EUROPEAN POSITION ON SHALE GAS EXPLORATION AND PRODUCTION
As the biggest consumers of imported hydrocarbon energy, Member States of the European Union as a whole have long sought to address energy security. The concept has been broadly defined as access to securely supplied, competitively priced and environmentally sound energy resources. Yet, because of its divergent energy trade relations and, to an extent, the EU's aggregate reliance on Eurasian oil and gas trade, the EU energy security context has been primarily driven by price and supply concerns at the level of the Member States. In the absence of significant resources of their own, building internal energy markets and frameworks to institutionalise energy relations with non-EU suppliers have long been at the forefront of the EU's attempts to build an eff ective energy policy with the environmental aspects remaining largely in the orbit of ‘interest’ of the European Commission, the EU's executive body. Importance attached to energy and reluctance on the part of the Member States to relinquish the competence has produced path dependence with two distinct policy ‘specialisms’ at two levels – on the one hand the price and security of supply ‘hard’ focus at the Member State level, and on the other the ‘soft ’ environmental aspects at the European Commission level. This path dependence and legalisation of the policy competences that followed the so-called Lisbon Treaty is now inevitably having an impact on the law and policy on shale gas exploration with all the opportunities and challenges attached to it.

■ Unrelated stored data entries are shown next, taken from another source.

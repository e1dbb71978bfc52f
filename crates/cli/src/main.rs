//! Command line entrypoint for the rebalancer keeper.
use anyhow::{Context, Result, anyhow};
use clap::{Parser, Subcommand};
use dotenv::dotenv;
use rebalancer_keeper::prelude::*;
use rebalancer_ledger::{LedgerClient, RpcLedgerClient, VaultReader};
use solana_sdk::pubkey::Pubkey;
use solana_sdk::signature::{Keypair, read_keypair_file};
use std::env;
use std::path::PathBuf;
use std::str::FromStr;
use std::sync::Arc;
use std::time::Duration;
use tracing::{error, info};

#[derive(Parser)]
#[command(name = "rebalancer-keeper")]
#[command(about = "Keeper bot driving a liquidity-rebalancing vault", long_about = None)]
struct Cli {
    #[command(subcommand)]
    command: Commands,
}

#[derive(Subcommand)]
enum Commands {
    /// Run the keeper loop against a vault
    Run {
        /// Node RPC endpoint (falls back to the PROVIDER env var)
        #[arg(long)]
        rpc_url: Option<String>,

        /// Path to the keeper signing keypair (env: KEEPER_KEYPAIR)
        #[arg(long)]
        keypair: Option<PathBuf>,

        /// Vault program id (env: REBALANCER_PROGRAM_ID)
        #[arg(long)]
        program_id: Option<String>,

        /// Target vault address (env: VAULT_ADDRESS); required in production
        #[arg(long)]
        vault: Option<String>,

        /// Operating mode: production or sandbox
        #[arg(long, default_value = "production")]
        mode: String,

        /// Token 0 mint, for locating the vault by pair in sandbox mode
        #[arg(long)]
        mint_0: Option<String>,

        /// Token 1 mint, for locating the vault by pair in sandbox mode
        #[arg(long)]
        mint_1: Option<String>,

        /// Pool fee tier for the sandbox locator
        #[arg(long, default_value_t = 3000)]
        fee: u32,

        /// Height poll interval in milliseconds
        #[arg(long, default_value_t = 400)]
        poll_interval_ms: u64,

        /// Bounded wait for transaction confirmation, in seconds
        #[arg(long, default_value_t = 60)]
        confirm_timeout_secs: u64,

        /// Ticks from current price down to the new range's lower bound
        #[arg(long, default_value_t = 600)]
        lower_offset: i32,

        /// Ticks from current price up to the new range's upper bound
        #[arg(long, default_value_t = 600)]
        upper_offset: i32,

        /// Pool tick spacing used to align planned range bounds
        #[arg(long, default_value_t = 60)]
        tick_spacing: i32,
    },

    /// Print a vault's current state without signing anything
    Status {
        /// Node RPC endpoint (falls back to the PROVIDER env var)
        #[arg(long)]
        rpc_url: Option<String>,

        /// Vault program id (env: REBALANCER_PROGRAM_ID)
        #[arg(long)]
        program_id: Option<String>,

        /// Vault address to inspect (env: VAULT_ADDRESS)
        #[arg(long)]
        vault: Option<String>,

        /// Also report this owner's participant account
        #[arg(long)]
        participant: Option<String>,
    },
}

fn flag_or_env(flag: Option<String>, var: &str) -> Option<String> {
    flag.or_else(|| env::var(var).ok())
}

fn parse_pubkey(value: &str, what: &str) -> Result<Pubkey> {
    Pubkey::from_str(value).with_context(|| format!("invalid {what}: {value}"))
}

#[tokio::main]
async fn main() -> Result<()> {
    dotenv().ok();
    tracing_subscriber::fmt::init();

    let cli = Cli::parse();

    match cli.command {
        Commands::Run {
            rpc_url,
            keypair,
            program_id,
            vault,
            mode,
            mint_0,
            mint_1,
            fee,
            poll_interval_ms,
            confirm_timeout_secs,
            lower_offset,
            upper_offset,
            tick_spacing,
        } => {
            let endpoint = flag_or_env(rpc_url, "PROVIDER").unwrap_or_default();
            let keypair_path = keypair.or_else(|| env::var("KEEPER_KEYPAIR").ok().map(PathBuf::from));
            let program_id = flag_or_env(program_id, "REBALANCER_PROGRAM_ID")
                .ok_or_else(|| anyhow!("vault program id is not configured"))?;
            let program_id = parse_pubkey(&program_id, "program id")?;

            let vault = flag_or_env(vault, "VAULT_ADDRESS")
                .map(|v| parse_pubkey(&v, "vault address"))
                .transpose()?;

            let locator = match (mint_0, mint_1) {
                (Some(mint_0), Some(mint_1)) => Some(VaultLocator {
                    token_mint_0: parse_pubkey(&mint_0, "token 0 mint")?,
                    token_mint_1: parse_pubkey(&mint_1, "token 1 mint")?,
                    fee_rate: fee,
                }),
                _ => None,
            };

            let config = KeeperConfig {
                endpoint,
                keypair_path,
                program_id,
                mode: Mode::from_str(&mode)?,
                vault,
                locator,
                poll_interval: Duration::from_millis(poll_interval_ms),
                confirm_timeout: Duration::from_secs(confirm_timeout_secs),
                retry: RetryPolicy::default(),
                planner: PlannerConfig {
                    lower_offset_ticks: lower_offset,
                    upper_offset_ticks: upper_offset,
                    tick_spacing,
                },
            };
            config.validate()?;

            let keypair_path = config
                .keypair_path
                .clone()
                .ok_or_else(|| anyhow!("keeper keypair path is not configured"))?;
            let payer = read_keypair_file(&keypair_path)
                .map_err(|e| anyhow!("failed to read keypair {}: {e}", keypair_path.display()))?;

            let client: Arc<dyn LedgerClient> = Arc::new(RpcLedgerClient::new(
                config.endpoint.clone(),
                payer,
                config.confirm_timeout,
            ));

            let keeper = Arc::new(KeeperLoop::new(client.clone(), &config)?);

            let watcher_config = WatcherConfig {
                poll_interval: config.poll_interval,
                ..WatcherConfig::default()
            };
            let heights = BlockWatcher::new(client, watcher_config).spawn();

            // Cooperative shutdown: the flag is checked between cycles, so
            // an in-flight summarization drive always completes first.
            let shutdown = keeper.clone();
            tokio::spawn(async move {
                if tokio::signal::ctrl_c().await.is_ok() {
                    info!("Shutdown requested, stopping after current cycle");
                    shutdown.stop();
                }
            });

            info!(
                endpoint = %config.endpoint,
                mode = ?config.mode,
                "Keeper starting"
            );

            // Only configuration errors exit non-zero; a halted loop is
            // logged and the process ends cleanly.
            if let Err(err) = keeper.run(heights).await {
                error!(error = %err, "Keeper loop halted");
            }
        }

        Commands::Status {
            rpc_url,
            program_id,
            vault,
            participant,
        } => {
            let endpoint = flag_or_env(rpc_url, "PROVIDER")
                .ok_or_else(|| anyhow!("node endpoint is not configured"))?;
            let program_id = flag_or_env(program_id, "REBALANCER_PROGRAM_ID")
                .ok_or_else(|| anyhow!("vault program id is not configured"))?;
            let program_id = parse_pubkey(&program_id, "program id")?;
            let vault = flag_or_env(vault, "VAULT_ADDRESS")
                .ok_or_else(|| anyhow!("vault address is not configured"))?;
            let vault = parse_pubkey(&vault, "vault address")?;

            // Reads only, so an ephemeral keypair stands in for the payer.
            let client: Arc<dyn LedgerClient> = Arc::new(RpcLedgerClient::new(
                endpoint,
                Keypair::new(),
                Duration::from_secs(30),
            ));
            let reader = VaultReader::new(client.clone(), program_id, vault);

            let height = client.current_height().await?;
            let state = reader.summarization_state().await?;
            let frequency = reader.summarization_frequency().await?;
            let position = reader.open_position().await?;
            let totals = reader.stake_totals().await?;

            println!("vault:            {vault}");
            println!("height:           {height}");
            println!("range:            [{}, {}]", position.tick_lower, position.tick_upper);
            println!("staked:           {} / {}", totals.amount_0, totals.amount_1);
            println!("stage:            {}", state.stage);
            println!("last summarized:  {}", state.last_summarized_height);
            println!("frequency:        {frequency}");
            println!(
                "summarization:    {}",
                if !state.is_idle() {
                    "in progress"
                } else if state.is_due(height, frequency) {
                    "due"
                } else {
                    "up to date"
                }
            );

            if let Some(owner) = participant {
                let owner = parse_pubkey(&owner, "participant owner")?;
                let p = reader.participant(&owner).await?;
                println!("participant:      {owner}");
                println!("  share:          {}", p.share);
                println!("  deposited:      {} / {}", p.deposited_amount_0, p.deposited_amount_1);
                println!("  fees accrued:   {} / {}", p.fee_amount_0, p.fee_amount_1);
            }
        }
    }

    Ok(())
}
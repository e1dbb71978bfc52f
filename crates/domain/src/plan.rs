use serde::{Deserialize, Serialize};

/// Basis points in a whole.
pub const BPS_DENOMINATOR: u16 = 10_000;

/// A locally computed rebalance proposal.
///
/// Valid only for the position/tick snapshot it was derived from: the keeper
/// recomputes one every cycle it is needed and discards it after a single
/// submission attempt.
#[derive(Debug, Clone, Copy, PartialEq, Eq, Serialize, Deserialize)]
pub struct RebalancePlan {
    /// Signed distance from the current pool tick to the new lower bound.
    pub tick_lower_offset: i32,
    /// Signed distance from the current pool tick to the new upper bound.
    pub tick_upper_offset: i32,
    /// Share of capital assigned to token 0, in basis points.
    pub token_0_share_bps: u16,
    /// Share of capital assigned to token 1, in basis points.
    pub token_1_share_bps: u16,
}

impl RebalancePlan {
    /// The two shares always partition the whole.
    pub fn is_balanced(&self) -> bool {
        u32::from(self.token_0_share_bps) + u32::from(self.token_1_share_bps)
            == u32::from(BPS_DENOMINATOR)
    }
}
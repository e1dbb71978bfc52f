//! Position state reader over the vault account.

use crate::client::{LedgerClient, LedgerError};
use crate::vault::state::{
    ParticipantAccount, PoolAccount, VaultAccount, derive_participant_address,
};
use rebalancer_domain::{ParticipantState, StakeTotals, SummarizationState, TickRange};
use solana_sdk::pubkey::Pubkey;
use std::sync::Arc;

/// Reads the vault's current lifecycle state as domain types.
///
/// Every method performs a fresh account read: ledger state can change
/// between two reads in the same cycle because other actors share the
/// vault, so nothing is cached here and callers must not assume two reads
/// describe one consistent snapshot.
pub struct VaultReader {
    client: Arc<dyn LedgerClient>,
    program_id: Pubkey,
    vault: Pubkey,
}

impl VaultReader {
    pub fn new(client: Arc<dyn LedgerClient>, program_id: Pubkey, vault: Pubkey) -> Self {
        Self {
            client,
            program_id,
            vault,
        }
    }

    /// The vault account address this reader is bound to.
    pub fn vault(&self) -> Pubkey {
        self.vault
    }

    async fn vault_account(&self) -> Result<VaultAccount, LedgerError> {
        let data = self.client.read_account(&self.vault).await?;
        VaultAccount::parse(&self.vault, &data)
    }

    /// Current epoch summarization state.
    pub async fn summarization_state(&self) -> Result<SummarizationState, LedgerError> {
        Ok(self.vault_account().await?.summarization_state())
    }

    /// The currently open price range.
    pub async fn open_position(&self) -> Result<TickRange, LedgerError> {
        Ok(self.vault_account().await?.open_position())
    }

    /// Capital staked awaiting or within the position.
    pub async fn stake_totals(&self) -> Result<StakeTotals, LedgerError> {
        Ok(self.vault_account().await?.stake_totals())
    }

    /// The vault's configured heights-per-epoch.
    pub async fn summarization_frequency(&self) -> Result<u64, LedgerError> {
        Ok(self.vault_account().await?.summarization_frequency)
    }

    /// The pool account the vault provides liquidity to.
    pub async fn pool(&self) -> Result<Pubkey, LedgerError> {
        Ok(self.vault_account().await?.pool)
    }

    /// Current tick of the underlying pool. Reads the vault to resolve the
    /// pool address, then the pool itself; two independent reads.
    pub async fn pool_tick(&self) -> Result<i32, LedgerError> {
        let pool = self.pool().await?;
        let data = self.client.read_account(&pool).await?;
        Ok(PoolAccount::parse(&pool, &data)?.tick_current_index)
    }

    /// Accounting snapshot for one participant.
    pub async fn participant(&self, owner: &Pubkey) -> Result<ParticipantState, LedgerError> {
        let address = derive_participant_address(&self.program_id, &self.vault, owner);
        let data = self.client.read_account(&address).await?;
        Ok(ParticipantAccount::parse(&address, &data)?.to_state())
    }
}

EU LAW AND POLICY ON ENERGY
Perceptions of energy insecurity incentivised some of the Member States of the EU to embrace the idea of shale gas exploration. Yet, due to the overlapping policy ‘interests’ shared between the Member States and the Community levels, the move to embrace shale gas has shaped the trajectory of shale gas politics in case study countries: Poland, Romania, Bulgaria and France. The interplay between the EU and Member State level is thus important for understanding political developments. Finally, owing to the overlapping competence between the EU and the Member States, this section also shows how energy governance has evolved, the European Commission's role in it, and whether we are any closer to a more unified stance on shale gas.